- **What is being asked**
Tell how many lines in the data contain the string "spreadsheet", using a single number as the whole reply.

- **Exercise input**
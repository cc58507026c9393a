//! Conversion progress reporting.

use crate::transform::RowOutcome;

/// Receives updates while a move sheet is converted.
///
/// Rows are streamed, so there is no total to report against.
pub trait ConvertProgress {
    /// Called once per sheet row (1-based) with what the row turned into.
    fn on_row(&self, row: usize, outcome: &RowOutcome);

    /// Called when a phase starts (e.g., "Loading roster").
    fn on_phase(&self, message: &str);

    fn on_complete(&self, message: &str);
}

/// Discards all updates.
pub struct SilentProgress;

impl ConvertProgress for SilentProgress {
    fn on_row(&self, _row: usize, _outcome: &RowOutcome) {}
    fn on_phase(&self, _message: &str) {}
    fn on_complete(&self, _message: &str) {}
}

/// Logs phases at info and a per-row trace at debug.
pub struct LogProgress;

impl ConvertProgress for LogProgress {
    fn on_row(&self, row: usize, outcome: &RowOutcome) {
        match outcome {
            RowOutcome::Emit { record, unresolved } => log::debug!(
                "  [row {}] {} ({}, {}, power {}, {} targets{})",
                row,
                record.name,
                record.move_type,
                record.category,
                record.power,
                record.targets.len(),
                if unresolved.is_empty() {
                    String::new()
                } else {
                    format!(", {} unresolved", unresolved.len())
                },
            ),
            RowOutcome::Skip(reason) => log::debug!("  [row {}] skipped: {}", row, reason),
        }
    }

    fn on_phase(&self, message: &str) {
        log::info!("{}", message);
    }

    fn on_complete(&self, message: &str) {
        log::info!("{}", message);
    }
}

---

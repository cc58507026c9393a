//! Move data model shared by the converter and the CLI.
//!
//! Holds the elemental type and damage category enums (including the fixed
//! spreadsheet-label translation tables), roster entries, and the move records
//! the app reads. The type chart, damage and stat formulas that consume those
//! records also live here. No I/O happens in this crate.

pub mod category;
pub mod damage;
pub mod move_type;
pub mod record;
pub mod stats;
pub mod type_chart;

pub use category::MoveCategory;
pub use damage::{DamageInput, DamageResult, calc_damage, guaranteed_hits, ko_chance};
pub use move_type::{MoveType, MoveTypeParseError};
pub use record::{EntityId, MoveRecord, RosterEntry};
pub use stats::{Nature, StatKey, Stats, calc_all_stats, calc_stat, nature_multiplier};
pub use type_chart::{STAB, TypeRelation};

...

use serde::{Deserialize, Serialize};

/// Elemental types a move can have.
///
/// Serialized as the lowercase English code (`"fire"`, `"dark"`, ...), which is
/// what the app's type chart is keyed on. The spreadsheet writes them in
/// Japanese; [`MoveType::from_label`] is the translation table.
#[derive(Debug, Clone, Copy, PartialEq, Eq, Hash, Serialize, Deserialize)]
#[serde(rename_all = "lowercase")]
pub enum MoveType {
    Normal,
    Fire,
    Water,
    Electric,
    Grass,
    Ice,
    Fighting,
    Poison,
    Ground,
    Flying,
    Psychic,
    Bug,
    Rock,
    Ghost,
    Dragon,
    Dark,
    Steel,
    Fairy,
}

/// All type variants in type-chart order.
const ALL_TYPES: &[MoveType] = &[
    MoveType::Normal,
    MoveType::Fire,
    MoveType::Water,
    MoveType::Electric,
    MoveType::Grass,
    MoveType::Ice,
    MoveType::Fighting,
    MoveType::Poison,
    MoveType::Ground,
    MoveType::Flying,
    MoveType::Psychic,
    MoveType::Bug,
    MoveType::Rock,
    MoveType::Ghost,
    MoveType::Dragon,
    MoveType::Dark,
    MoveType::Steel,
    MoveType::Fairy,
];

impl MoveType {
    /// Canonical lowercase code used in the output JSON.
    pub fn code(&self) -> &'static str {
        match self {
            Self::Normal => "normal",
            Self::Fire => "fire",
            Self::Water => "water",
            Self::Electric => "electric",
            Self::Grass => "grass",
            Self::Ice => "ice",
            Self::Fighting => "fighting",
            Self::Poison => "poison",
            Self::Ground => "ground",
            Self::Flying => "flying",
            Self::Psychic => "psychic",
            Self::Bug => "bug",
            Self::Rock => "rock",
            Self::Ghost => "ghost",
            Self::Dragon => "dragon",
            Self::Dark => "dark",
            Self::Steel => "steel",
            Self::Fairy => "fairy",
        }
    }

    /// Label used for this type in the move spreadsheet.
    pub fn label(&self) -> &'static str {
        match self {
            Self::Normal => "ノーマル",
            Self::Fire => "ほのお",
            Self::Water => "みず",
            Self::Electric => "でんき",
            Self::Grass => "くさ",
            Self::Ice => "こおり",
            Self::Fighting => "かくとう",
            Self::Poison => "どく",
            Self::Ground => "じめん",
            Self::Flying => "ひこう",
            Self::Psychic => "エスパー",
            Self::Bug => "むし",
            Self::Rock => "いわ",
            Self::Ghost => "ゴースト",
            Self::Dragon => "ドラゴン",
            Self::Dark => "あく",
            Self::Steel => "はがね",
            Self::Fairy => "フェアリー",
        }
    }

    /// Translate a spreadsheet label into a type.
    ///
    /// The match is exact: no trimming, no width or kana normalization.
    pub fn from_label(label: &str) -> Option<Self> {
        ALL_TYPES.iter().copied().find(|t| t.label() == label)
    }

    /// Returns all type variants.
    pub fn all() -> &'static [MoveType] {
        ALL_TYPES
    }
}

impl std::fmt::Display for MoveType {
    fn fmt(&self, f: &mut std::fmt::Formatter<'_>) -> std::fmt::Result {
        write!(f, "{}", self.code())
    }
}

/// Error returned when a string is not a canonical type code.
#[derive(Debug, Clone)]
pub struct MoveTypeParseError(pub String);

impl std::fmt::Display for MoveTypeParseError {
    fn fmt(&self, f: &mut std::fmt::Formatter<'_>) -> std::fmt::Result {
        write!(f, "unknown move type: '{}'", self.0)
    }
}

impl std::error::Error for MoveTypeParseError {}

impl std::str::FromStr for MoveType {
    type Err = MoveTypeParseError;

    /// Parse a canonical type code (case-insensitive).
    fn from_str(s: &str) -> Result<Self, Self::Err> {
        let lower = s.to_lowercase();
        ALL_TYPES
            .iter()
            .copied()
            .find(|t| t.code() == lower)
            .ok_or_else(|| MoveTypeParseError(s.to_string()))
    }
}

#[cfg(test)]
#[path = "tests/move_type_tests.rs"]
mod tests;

- **Result of this task**
4